HSCI Principal Faculty member Suneet Agarwal, MD, PhD, at Boston Children's Hospital, is one of only a few physicians in the United States actively researching rare blood disorders like PS. "At Children's, I get exposed to these diseases because of our referrals from around the country and around the world to care for these patients," he said.

Pearson Marrow Pancreas Syndrome is caused by a deletion of a specific region of a person's mitochondrial DNA. In addition to a complete set of parental chromosomes, all human cells carry additional genes in their mitochondria, mostly dedicated to energy production.

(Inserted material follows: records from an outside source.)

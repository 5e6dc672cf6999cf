use crate::ipc::helpers::{get_required_str, with_db, HandlerErr};
use crate::ipc::types::{AppState, Request};
use chrono::NaiveTime;
use rusqlite::{Connection, OptionalExtension};
use serde_json::json;
use std::collections::HashSet;
use uuid::Uuid;

#[derive(Debug, Clone)]
struct SlotInput {
    day_of_week: i64,
    period: i64,
    subject: String,
    teacher_id: Option<String>,
    start_time: Option<String>,
    end_time: Option<String>,
}

fn parse_time_opt(
    slot: &serde_json::Value,
    key: &str,
    idx: usize,
) -> Result<Option<String>, HandlerErr> {
    match slot.get(key) {
        None => Ok(None),
        Some(v) if v.is_null() => Ok(None),
        Some(v) => {
            let Some(s) = v.as_str() else {
                return Err(HandlerErr::new(
                    "bad_params",
                    format!("slots[{}].{} must be string or null", idx, key),
                ));
            };
            NaiveTime::parse_from_str(s.trim(), "%H:%M").map_err(|_| {
                HandlerErr::new(
                    "bad_params",
                    format!("slots[{}].{} must be an HH:MM time", idx, key),
                )
            })?;
            Ok(Some(s.trim().to_string()))
        }
    }
}

fn parse_slots(params: &serde_json::Value) -> Result<Vec<SlotInput>, HandlerErr> {
    let Some(raw) = params.get("slots").and_then(|v| v.as_array()) else {
        return Err(HandlerErr::new("bad_params", "missing slots"));
    };

    let mut slots: Vec<SlotInput> = Vec::with_capacity(raw.len());
    let mut seen: HashSet<(i64, i64)> = HashSet::new();
    for (i, slot) in raw.iter().enumerate() {
        let day_of_week = slot
            .get("dayOfWeek")
            .and_then(|v| v.as_i64())
            .ok_or_else(|| {
                HandlerErr::new("bad_params", format!("slots[{}] missing dayOfWeek", i))
            })?;
        if !(1..=7).contains(&day_of_week) {
            return Err(HandlerErr::new(
                "bad_params",
                format!("slots[{}].dayOfWeek must be 1-7", i),
            ));
        }
        let period = slot
            .get("period")
            .and_then(|v| v.as_i64())
            .ok_or_else(|| HandlerErr::new("bad_params", format!("slots[{}] missing period", i)))?;
        if period < 1 {
            return Err(HandlerErr::new(
                "bad_params",
                format!("slots[{}].period must be >= 1", i),
            ));
        }
        let subject = slot
            .get("subject")
            .and_then(|v| v.as_str())
            .map(|s| s.trim().to_string())
            .filter(|s| !s.is_empty())
            .ok_or_else(|| {
                HandlerErr::new("bad_params", format!("slots[{}] missing subject", i))
            })?;
        let teacher_id = match slot.get("teacherId") {
            None => None,
            Some(v) if v.is_null() => None,
            Some(v) => Some(
                v.as_str()
                    .map(|s| s.to_string())
                    .ok_or_else(|| {
                        HandlerErr::new(
                            "bad_params",
                            format!("slots[{}].teacherId must be string or null", i),
                        )
                    })?,
            ),
        };
        let start_time = parse_time_opt(slot, "startTime", i)?;
        let end_time = parse_time_opt(slot, "endTime", i)?;

        if !seen.insert((day_of_week, period)) {
            return Err(HandlerErr::with_details(
                "bad_params",
                format!(
                    "duplicate slot for day {} period {}",
                    day_of_week, period
                ),
                json!({ "dayOfWeek": day_of_week, "period": period }),
            ));
        }

        slots.push(SlotInput {
            day_of_week,
            period,
            subject,
            teacher_id,
            start_time,
            end_time,
        });
    }
    Ok(slots)
}

fn timetable_get(
    conn: &Connection,
    params: &serde_json::Value,
) -> Result<serde_json::Value, HandlerErr> {
    let standard = get_required_str(params, "standard")?;

    let mut stmt = conn
        .prepare(
            "SELECT id, day_of_week, period, subject, teacher_id, start_time, end_time
             FROM timetable_slots
             WHERE standard = ?
             ORDER BY day_of_week, period",
        )
        .map_err(|e| HandlerErr::new("db_query_failed", e.to_string()))?;
    let slots = stmt
        .query_map([&standard], |r| {
            let id: String = r.get(0)?;
            let day_of_week: i64 = r.get(1)?;
            let period: i64 = r.get(2)?;
            let subject: String = r.get(3)?;
            let teacher_id: Option<String> = r.get(4)?;
            let start_time: Option<String> = r.get(5)?;
            let end_time: Option<String> = r.get(6)?;
            Ok(json!({
                "id": id,
                "dayOfWeek": day_of_week,
                "period": period,
                "subject": subject,
                "teacherId": teacher_id,
                "startTime": start_time,
                "endTime": end_time
            }))
        })
        .and_then(|it| it.collect::<Result<Vec<_>, _>>())
        .map_err(|e| HandlerErr::new("db_query_failed", e.to_string()))?;

    Ok(json!({ "standard": standard, "slots": slots }))
}

fn timetable_save(
    conn: &Connection,
    params: &serde_json::Value,
) -> Result<serde_json::Value, HandlerErr> {
    let standard = get_required_str(params, "standard")?.trim().to_string();
    if standard.is_empty() {
        return Err(HandlerErr::new("bad_params", "standard must not be empty"));
    }
    let slots = parse_slots(params)?;

    for (i, slot) in slots.iter().enumerate() {
        if let Some(teacher_id) = &slot.teacher_id {
            let exists: Option<i64> = conn
                .query_row("SELECT 1 FROM teachers WHERE id = ?", [teacher_id], |r| {
                    r.get(0)
                })
                .optional()
                .map_err(|e| HandlerErr::new("db_query_failed", e.to_string()))?;
            if exists.is_none() {
                return Err(HandlerErr::new(
                    "not_found",
                    format!("slots[{}].teacherId does not match a teacher", i),
                ));
            }
        }
    }

    // Whole-standard replace keeps the saved grid exactly what the caller sent.
    let tx = conn
        .unchecked_transaction()
        .map_err(|e| HandlerErr::new("db_tx_failed", e.to_string()))?;
    tx.execute("DELETE FROM timetable_slots WHERE standard = ?", [&standard])
        .map_err(|e| {
            HandlerErr::with_details(
                "db_delete_failed",
                e.to_string(),
                json!({ "table": "timetable_slots" }),
            )
        })?;
    for slot in &slots {
        let slot_id = Uuid::new_v4().to_string();
        tx.execute(
            "INSERT INTO timetable_slots(id, standard, day_of_week, period, subject, teacher_id, start_time, end_time)
             VALUES(?, ?, ?, ?, ?, ?, ?, ?)",
            (
                &slot_id,
                &standard,
                slot.day_of_week,
                slot.period,
                &slot.subject,
                &slot.teacher_id,
                &slot.start_time,
                &slot.end_time,
            ),
        )
        .map_err(|e| {
            HandlerErr::with_details(
                "db_insert_failed",
                e.to_string(),
                json!({ "table": "timetable_slots" }),
            )
        })?;
    }
    tx.commit()
        .map_err(|e| HandlerErr::new("db_commit_failed", e.to_string()))?;

    Ok(json!({ "standard": standard, "slotCount": slots.len() }))
}

pub fn try_handle(state: &mut AppState, req: &Request) -> Option<serde_json::Value> {
    match req.method.as_str() {
        "timetable.get" => Some(with_db(state, req, timetable_get)),
        "timetable.save" => Some(with_db(state, req, timetable_save)),
        _ => None,
    }
}
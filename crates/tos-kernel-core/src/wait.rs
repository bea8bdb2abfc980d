//! Wait channels
//!
//! The core never blocks. An operation that cannot make progress reports
//! the channel it would sleep on, and every state change that could let a
//! sleeper proceed records a wakeup. The runtime maps each [`WaitKey`] to a
//! condition variable and drains the wakeups after every call.

use alloc::vec::Vec;

use crate::types::{Pid, PipeId, RequestId, SocketId, Tid};

/// Identity of one condition a thread can sleep on
#[derive(Clone, Copy, Debug, PartialEq, Eq, PartialOrd, Ord, Hash)]
pub enum WaitKey {
    /// A child of this process became a zombie
    ChildExit(Pid),
    /// The init process became a zombie (host-side boot waiter)
    InitExit,
    /// A thread exited or was detached
    ThreadExit(Tid),
    /// Pipe has room, or its reader closed
    PipeSpace(PipeId),
    /// Pipe has data, or its writer closed
    PipeData(PipeId),
    /// Listener queue gained a request, or the listener closed
    RequestAvailable(SocketId),
    /// Connection request was admitted or refused
    Connected(RequestId),
}

/// How many sleepers to wake
#[derive(Clone, Copy, Debug, PartialEq, Eq)]
pub enum Wake {
    Signal(WaitKey),
    Broadcast(WaitKey),
}

/// Outcome of an operation that may have to sleep
#[derive(Clone, Copy, Debug, PartialEq, Eq)]
pub enum Step<T> {
    /// Finished with a result
    Ready(T),
    /// Sleep on the key, then retry
    Blocked(WaitKey),
}

/// Pending wakeups accumulated by state mutations
#[derive(Clone, Debug, Default)]
pub struct Wakeups(Vec<Wake>);

impl Wakeups {
    pub fn new() -> Self {
        Self(Vec::new())
    }

    pub fn signal(&mut self, key: WaitKey) {
        self.0.push(Wake::Signal(key));
    }

    pub fn broadcast(&mut self, key: WaitKey) {
        self.0.push(Wake::Broadcast(key));
    }

    pub fn take(&mut self) -> Vec<Wake> {
        core::mem::take(&mut self.0)
    }

    pub fn contains(&self, key: WaitKey) -> bool {
        self.0
            .iter()
            .any(|w| matches!(w, Wake::Signal(k) | Wake::Broadcast(k) if *k == key))
    }
}
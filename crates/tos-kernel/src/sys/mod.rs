//! System call handle
//!
//! Every logical thread receives a [`Sys`] naming its process and its own
//! thread. Calls are grouped by subsystem:
//! - `lifecycle` - processes and threads
//! - `stream` - pipes, generic descriptor I/O and introspection
//! - `socket` - sockets and the connect/accept rendezvous

mod lifecycle;
mod socket;
mod stream;

pub use stream::PipeFids;

use log::debug;
use parking_lot::MutexGuard;
use tos_hal::HAL;
use tos_kernel_core::{Pid, Tid};

use crate::kernel::{Kernel, Locked};
use crate::wait::block_on;

/// The calling logical thread's view of the kernel
pub struct Sys<H: HAL> {
    kernel: Kernel<H>,
    pid: Pid,
    tid: Tid,
}

impl<H: HAL> Sys<H> {
    pub(crate) fn new(kernel: Kernel<H>, pid: Pid, tid: Tid) -> Self {
        Self { kernel, pid, tid }
    }

    /// The kernel this thread runs on
    pub fn kernel(&self) -> &Kernel<H> {
        &self.kernel
    }

    fn lock(&self) -> MutexGuard<'_, Locked> {
        self.kernel.lock()
    }

    /// Exit the calling thread after its task returned or called `exit`,
    /// recording `code` as the process exit status first
    pub(crate) fn retire_process(&self, code: i32) {
        let mut guard = self.lock();
        guard.core.set_exit_value(self.pid, code);
        self.retire_locked(&mut guard, code);
    }

    /// Exit the calling thread without touching the process exit status
    pub(crate) fn retire_thread(&self, code: i32) {
        let mut guard = self.lock();
        self.retire_locked(&mut guard, code);
    }

    fn retire_locked(&self, guard: &mut MutexGuard<'_, Locked>, code: i32) {
        let last = guard
            .core
            .processes
            .get(self.pid)
            .map_or(false, |entry| entry.thread_count == 1);

        // Init collects every child before its last thread goes
        if self.pid == Pid::INIT && last {
            while let Ok((child, status)) =
                block_on(guard, |core| core.wait_child(Pid::INIT, None))
            {
                debug!("[proc] init collected {} with status {}", child, status);
            }
        }

        let zombie = guard.core.thread_exit(self.pid, self.tid, code);
        guard.flush();
        if zombie {
            let status = guard
                .core
                .processes
                .get(self.pid)
                .map_or(code, |entry| entry.exit_value);
            debug!("[proc] {} exited with status {}", self.pid, status);
        } else {
            debug!("[thread] {} of {} exited with {}", self.tid, self.pid, code);
        }
    }
}
//! Host HAL backed by OS threads

use alloc::boxed::Box;
use alloc::string::String;
use std::panic::{self, AssertUnwindSafe};
use std::thread;

use crate::{ContextEntry, HalError, HAL};

/// Unwind payload used to retire a context from inside kernel code
struct ContextExit;

/// HAL that maps every execution context onto a detached OS thread.
///
/// `exit_context` unwinds the calling thread back to its spawn frame, where
/// the marker payload is swallowed and the thread ends quietly. Any other
/// panic is propagated unchanged.
#[derive(Clone, Copy, Debug, Default)]
pub struct StdHal;

impl StdHal {
    pub fn new() -> Self {
        Self
    }
}

impl HAL for StdHal {
    fn spawn_context(&self, name: &str, entry: ContextEntry) -> Result<(), HalError> {
        thread::Builder::new()
            .name(String::from(name))
            .spawn(move || {
                if let Err(payload) = panic::catch_unwind(AssertUnwindSafe(entry)) {
                    if !payload.is::<ContextExit>() {
                        panic::resume_unwind(payload);
                    }
                }
            })
            .map(|_| ())
            .map_err(|_| HalError::ContextSpawnFailed)
    }

    fn exit_context(&self) -> ! {
        panic::resume_unwind(Box::new(ContextExit))
    }
}
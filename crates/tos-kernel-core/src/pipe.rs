//! Bounded byte pipe
//!
//! A ring buffer of `C` bytes with one slot always kept empty, so that
//! `read == write` means empty and `write + 1 == read` (mod `C`) means full.
//! Occupancy is derived from the two cursors alone.

use alloc::vec;
use alloc::vec::Vec;

use crate::error::KernelError;
use crate::file::Stream;
use crate::state::KernelState;
use crate::types::{Fid, Pid, PipeId};
use crate::wait::{Step, WaitKey};

/// Pipe object: ring buffer plus endpoint liveness
#[derive(Clone, Debug)]
pub struct Pipe {
    buf: Vec<u8>,
    read_pos: usize,
    write_pos: usize,
    /// Reader endpoint still open
    pub reader_open: bool,
    /// Writer endpoint still open
    pub writer_open: bool,
}

impl Pipe {
    /// Create an empty pipe with a ring of `ring_size` bytes (at least 2)
    pub fn new(ring_size: usize) -> Self {
        Self {
            buf: vec![0; ring_size.max(2)],
            read_pos: 0,
            write_pos: 0,
            reader_open: true,
            writer_open: true,
        }
    }

    /// Maximum number of bytes the pipe can hold
    pub fn capacity(&self) -> usize {
        self.buf.len() - 1
    }

    /// Bytes currently buffered
    pub fn len(&self) -> usize {
        let size = self.buf.len();
        (self.write_pos + size - self.read_pos) % size
    }

    pub fn is_empty(&self) -> bool {
        self.read_pos == self.write_pos
    }

    pub fn is_full(&self) -> bool {
        self.len() == self.capacity()
    }

    /// Both endpoints closed; the pipe can be freed
    pub fn is_closed(&self) -> bool {
        !self.reader_open && !self.writer_open
    }

    /// Copy as much of `data` as fits. Returns bytes copied.
    pub fn push(&mut self, data: &[u8]) -> usize {
        let size = self.buf.len();
        let n = data.len().min(self.capacity() - self.len());

        // At most two contiguous runs: up to the end of the ring, then from 0
        let first = n.min(size - self.write_pos);
        self.buf[self.write_pos..self.write_pos + first].copy_from_slice(&data[..first]);
        self.buf[..n - first].copy_from_slice(&data[first..n]);

        self.write_pos = (self.write_pos + n) % size;
        n
    }

    /// Copy up to `out.len()` buffered bytes into `out`. Returns bytes copied.
    pub fn pop(&mut self, out: &mut [u8]) -> usize {
        let size = self.buf.len();
        let n = out.len().min(self.len());

        let first = n.min(size - self.read_pos);
        out[..first].copy_from_slice(&self.buf[self.read_pos..self.read_pos + first]);
        out[first..n].copy_from_slice(&self.buf[..n - first]);

        self.read_pos = (self.read_pos + n) % size;
        n
    }
}

// ============================================================================
// Pipe operations
// ============================================================================

impl KernelState {
    /// Create a pipe and bind its endpoints to two descriptors of `pid`.
    ///
    /// Returns `(read_fid, write_fid)`.
    pub fn create_pipe(&mut self, pid: Pid) -> Result<(Fid, Fid), KernelError> {
        self.can_install(pid, 2)?;
        let id = self.alloc_pipe_id();
        self.pipes.insert(id, Pipe::new(self.config.pipe_buffer_size));
        let fids = self.install(pid, &[Stream::PipeReader(id), Stream::PipeWriter(id)])?;
        Ok((fids[0], fids[1]))
    }

    /// Copy up to `data.len()` bytes into the pipe.
    ///
    /// Blocks on `PipeSpace` while the ring is full and a reader exists.
    /// Fails with `BrokenPipe` once the reader is gone.
    pub fn pipe_write(&mut self, id: PipeId, data: &[u8]) -> Result<Step<usize>, KernelError> {
        let pipe = self.pipes.get_mut(&id).ok_or(KernelError::BrokenPipe)?;
        if !pipe.writer_open {
            return Err(KernelError::NotWritable);
        }
        if !pipe.reader_open {
            return Err(KernelError::BrokenPipe);
        }
        if data.is_empty() {
            return Ok(Step::Ready(0));
        }
        if pipe.is_full() {
            return Ok(Step::Blocked(WaitKey::PipeSpace(id)));
        }

        let n = pipe.push(data);
        self.wakeups.broadcast(WaitKey::PipeData(id));
        Ok(Step::Ready(n))
    }

    /// Copy up to `out.len()` buffered bytes out of the pipe.
    ///
    /// Blocks on `PipeData` while empty and a writer exists. Returns 0 once
    /// empty with the writer closed.
    pub fn pipe_read(&mut self, id: PipeId, out: &mut [u8]) -> Result<Step<usize>, KernelError> {
        let pipe = self.pipes.get_mut(&id).ok_or(KernelError::NotReadable)?;
        if !pipe.reader_open {
            return Err(KernelError::NotReadable);
        }
        if out.is_empty() {
            return Ok(Step::Ready(0));
        }
        if pipe.is_empty() {
            if pipe.writer_open {
                return Ok(Step::Blocked(WaitKey::PipeData(id)));
            }
            return Ok(Step::Ready(0));
        }

        let n = pipe.pop(out);
        self.wakeups.broadcast(WaitKey::PipeSpace(id));
        Ok(Step::Ready(n))
    }

    pub fn pipe_close_reader(&mut self, id: PipeId) {
        if let Some(pipe) = self.pipes.get_mut(&id) {
            pipe.reader_open = false;
            self.pipe_endpoint_closed(id);
        }
    }

    pub fn pipe_close_writer(&mut self, id: PipeId) {
        if let Some(pipe) = self.pipes.get_mut(&id) {
            pipe.writer_open = false;
            self.pipe_endpoint_closed(id);
        }
    }

    /// Wake every thread parked on either side, then free a fully closed pipe
    fn pipe_endpoint_closed(&mut self, id: PipeId) {
        self.wakeups.broadcast(WaitKey::PipeData(id));
        self.wakeups.broadcast(WaitKey::PipeSpace(id));
        if self.pipes.get(&id).is_some_and(Pipe::is_closed) {
            self.pipes.remove(&id);
        }
    }
}
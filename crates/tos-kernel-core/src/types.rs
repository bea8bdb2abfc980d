//! Core kernel types
//!
//! This module contains the identifiers and small enums shared by every
//! table in the kernel core. All types here are pure data.

use core::fmt;
use serde::{Deserialize, Serialize};

/// Process identifier (index into the process table)
#[derive(Clone, Copy, Debug, PartialEq, Eq, PartialOrd, Ord, Hash, Serialize, Deserialize)]
pub struct Pid(pub u32);

impl Pid {
    /// Parentless idle process, created first at boot and never run
    pub const IDLE: Pid = Pid(0);
    /// First launched process; adopts orphans and collects their zombies
    pub const INIT: Pid = Pid(1);

    pub fn index(self) -> usize {
        self.0 as usize
    }
}

impl fmt::Display for Pid {
    fn fmt(&self, f: &mut fmt::Formatter<'_>) -> fmt::Result {
        write!(f, "{}", self.0)
    }
}

/// Thread identifier
///
/// Identifies one thread bridge. Allocated monotonically and never reused,
/// so a stale id can only ever fail lookup.
#[derive(Clone, Copy, Debug, PartialEq, Eq, PartialOrd, Ord, Hash, Serialize, Deserialize)]
pub struct Tid(pub u64);

impl fmt::Display for Tid {
    fn fmt(&self, f: &mut fmt::Formatter<'_>) -> fmt::Result {
        write!(f, "{}", self.0)
    }
}

/// Per-process file descriptor (slot in the process's descriptor table)
#[derive(Clone, Copy, Debug, PartialEq, Eq, PartialOrd, Ord, Hash, Serialize, Deserialize)]
pub struct Fid(pub u32);

/// System-wide open stream slot (file control block)
#[derive(Clone, Copy, Debug, PartialEq, Eq, PartialOrd, Ord, Hash, Serialize, Deserialize)]
pub struct FcbId(pub u32);

/// Pipe identifier
#[derive(Clone, Copy, Debug, PartialEq, Eq, PartialOrd, Ord, Hash, Serialize, Deserialize)]
pub struct PipeId(pub u64);

/// Socket identifier
#[derive(Clone, Copy, Debug, PartialEq, Eq, PartialOrd, Ord, Hash, Serialize, Deserialize)]
pub struct SocketId(pub u64);

/// Pending connection request identifier
#[derive(Clone, Copy, Debug, PartialEq, Eq, PartialOrd, Ord, Hash, Serialize, Deserialize)]
pub struct RequestId(pub u64);

/// Identity of a task body, as reported by process introspection
#[derive(Clone, Copy, Debug, PartialEq, Eq, PartialOrd, Ord, Hash, Serialize, Deserialize)]
pub struct TaskId(pub u64);

/// Socket port number
pub type Port = u16;

/// "No port": a socket created with this port can connect but never listen
pub const NOPORT: Port = 0;

/// Process table entry state
#[derive(Clone, Copy, Debug, PartialEq, Eq, Serialize, Deserialize)]
pub enum ProcessState {
    /// Slot is on the free list
    Free,
    /// Process has at least one live thread
    Alive,
    /// Process exited, exit value not yet collected by its parent
    Zombie,
}

/// Which direction(s) of a peer socket to shut down
#[derive(Clone, Copy, Debug, PartialEq, Eq, Serialize, Deserialize)]
pub enum ShutdownMode {
    Read,
    Write,
    Both,
}
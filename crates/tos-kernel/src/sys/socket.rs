//! Socket system calls
//!
//! A connection is a pair of peer sockets cross-wired over two pipes. The
//! connecting side queues a request on the listener and parks on it; the
//! accepting side pops the request, builds both peers and admits it.

use std::time::{Duration, Instant};

use log::{debug, warn};
use tos_hal::HAL;
use tos_kernel_core::{Fid, KernelError, Port, ShutdownMode, Step};

use super::Sys;
use crate::wait::{block_on, sleep};

impl<H: HAL> Sys<H> {
    /// Create an unbound socket on `port` (`NOPORT` for a client socket)
    pub fn socket(&self, port: Port) -> Result<Fid, KernelError> {
        self.lock().core.create_socket(self.pid, port)
    }

    /// Turn an unbound socket into the listener for its port
    pub fn listen(&self, fid: Fid) -> Result<(), KernelError> {
        let mut guard = self.lock();
        guard.core.listen(self.pid, fid)?;
        debug!("[socket] {} listening on descriptor {}", self.pid, fid.0);
        Ok(())
    }

    /// Wait for a connection request and admit it.
    ///
    /// # Returns
    /// * `Ok(fid)` - Descriptor of the new peer socket
    /// * `Err(KernelError::ListenerClosed)` - The listener closed while waiting
    /// * `Err(KernelError::DescriptorTableFull)` - No descriptor for the peer;
    ///   the request stays queued
    pub fn accept(&self, fid: Fid) -> Result<Fid, KernelError> {
        let mut guard = self.lock();
        let listener = guard.core.accept_begin(self.pid, fid)?;
        let peer = block_on(&mut guard, |core| core.accept_poll(self.pid, listener))?;
        debug!("[socket] {} accepted connection as {}", self.pid, peer.0);
        Ok(peer)
    }

    /// Connect an unbound socket to the listener on `port`.
    ///
    /// `timeout` bounds the wait for an accept; `None` waits forever.
    ///
    /// # Returns
    /// * `Ok(())` - Admitted; the socket is now a peer
    /// * `Err(KernelError::NoListener)` - Nothing listens on `port`
    /// * `Err(KernelError::ConnectionRefused)` - The listener closed or refused
    /// * `Err(KernelError::Timeout)` - Not admitted in time; the request is withdrawn
    pub fn connect(
        &self,
        fid: Fid,
        port: Port,
        timeout: Option<Duration>,
    ) -> Result<(), KernelError> {
        let deadline = timeout.and_then(|t| Instant::now().checked_add(t));
        let mut guard = self.lock();
        let rid = guard.core.connect_begin(self.pid, fid, port)?;
        guard.flush();

        loop {
            let step = guard.core.connect_poll(rid);
            guard.flush();
            match step {
                Ok(Step::Ready(())) => {
                    debug!("[socket] {} connected to port {}", self.pid, port);
                    return Ok(());
                }
                Ok(Step::Blocked(key)) => {
                    if sleep(&mut guard, key, deadline) {
                        let result = guard.core.connect_timeout(rid);
                        guard.flush();
                        if let Err(e) = result {
                            warn!("[socket] {} connect to port {}: {}", self.pid, port, e);
                        }
                        return result;
                    }
                }
                Err(e) => {
                    warn!("[socket] {} connect to port {}: {}", self.pid, port, e);
                    return Err(e);
                }
            }
        }
    }

    /// Close one or both directions of a connected socket
    pub fn shutdown(&self, fid: Fid, mode: ShutdownMode) -> Result<(), KernelError> {
        let mut guard = self.lock();
        guard.core.shutdown(self.pid, fid, mode)?;
        guard.flush();
        Ok(())
    }
}
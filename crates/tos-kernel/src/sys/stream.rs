//! Pipes and descriptor I/O

use log::{debug, trace};
use tos_hal::HAL;
use tos_kernel_core::{Fid, KernelError};

use super::Sys;
use crate::wait::block_on;

/// Descriptor pair returned by [`Sys::pipe`]
#[derive(Clone, Copy, Debug, PartialEq, Eq)]
pub struct PipeFids {
    pub read: Fid,
    pub write: Fid,
}

impl<H: HAL> Sys<H> {
    /// Create a pipe bound to two fresh descriptors
    pub fn pipe(&self) -> Result<PipeFids, KernelError> {
        let (read, write) = self.lock().core.create_pipe(self.pid)?;
        debug!("[pipe] {} opened pipe {}/{}", self.pid, read.0, write.0);
        Ok(PipeFids { read, write })
    }

    /// Read up to `buf.len()` bytes.
    ///
    /// Blocks while a pipe or socket has no data and its writer is open.
    /// Returns `Ok(0)` at end of stream.
    pub fn read(&self, fid: Fid, buf: &mut [u8]) -> Result<usize, KernelError> {
        let mut guard = self.lock();
        let fcb = guard.core.lookup(self.pid, fid)?;

        guard.core.fcb_incref(fcb);
        let result = block_on(&mut guard, |core| core.stream_read(fcb, buf));
        guard.core.fcb_decref(fcb);
        guard.flush();

        if let Ok(n) = result {
            trace!("[pipe] {} read {} bytes from {}", self.pid, n, fid.0);
        }
        result
    }

    /// Write up to `data.len()` bytes.
    ///
    /// Blocks while the buffer is full and its reader is open. A short count
    /// is a normal outcome.
    pub fn write(&self, fid: Fid, data: &[u8]) -> Result<usize, KernelError> {
        let mut guard = self.lock();
        let fcb = guard.core.lookup(self.pid, fid)?;

        guard.core.fcb_incref(fcb);
        let result = block_on(&mut guard, |core| core.stream_write(fcb, data));
        guard.core.fcb_decref(fcb);
        guard.flush();

        if let Ok(n) = result {
            trace!("[pipe] {} wrote {} bytes to {}", self.pid, n, fid.0);
        }
        result
    }

    /// Release descriptor `fid`; the stream closes with its last reference
    pub fn close(&self, fid: Fid) -> Result<(), KernelError> {
        let mut guard = self.lock();
        guard.core.close(self.pid, fid)?;
        guard.flush();
        Ok(())
    }

    /// Open a process introspection stream.
    ///
    /// Each read yields one [`ProcInfo`](tos_kernel_core::ProcInfo) record
    /// for the next live process in pid order.
    pub fn open_info(&self) -> Result<Fid, KernelError> {
        self.lock().core.open_info(self.pid)
    }
}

In PS, varying levels of mutant mitochondrial DNA in different cells determines the severity of symptoms for individuals with the disease, leading to a diagnosis with no sure prognosis.

Curious to learn more about PS at the molecular level, Agarwal's lab, in collaboration with HSCI Executive Committee member George Daley, MD, PhD, reprogrammed cells from patients into induced pluripotent stem cells. Despite technical challenges and due to the mixture of affected mitochondria found in patients, Agarwal was able to isolate stem cells that had no mutant mitochondrial DNA. "While making these manipulations, all of a sudden, in our hands is something genetically identical to the patient, a living cell, that doesn't have the defect anymore," he said, "so it essentially corrected itself."

With the support of a 2013 HSCI Seed Grant, Agarwal plans to investigate whether his technical achievement can translate into patient therapies.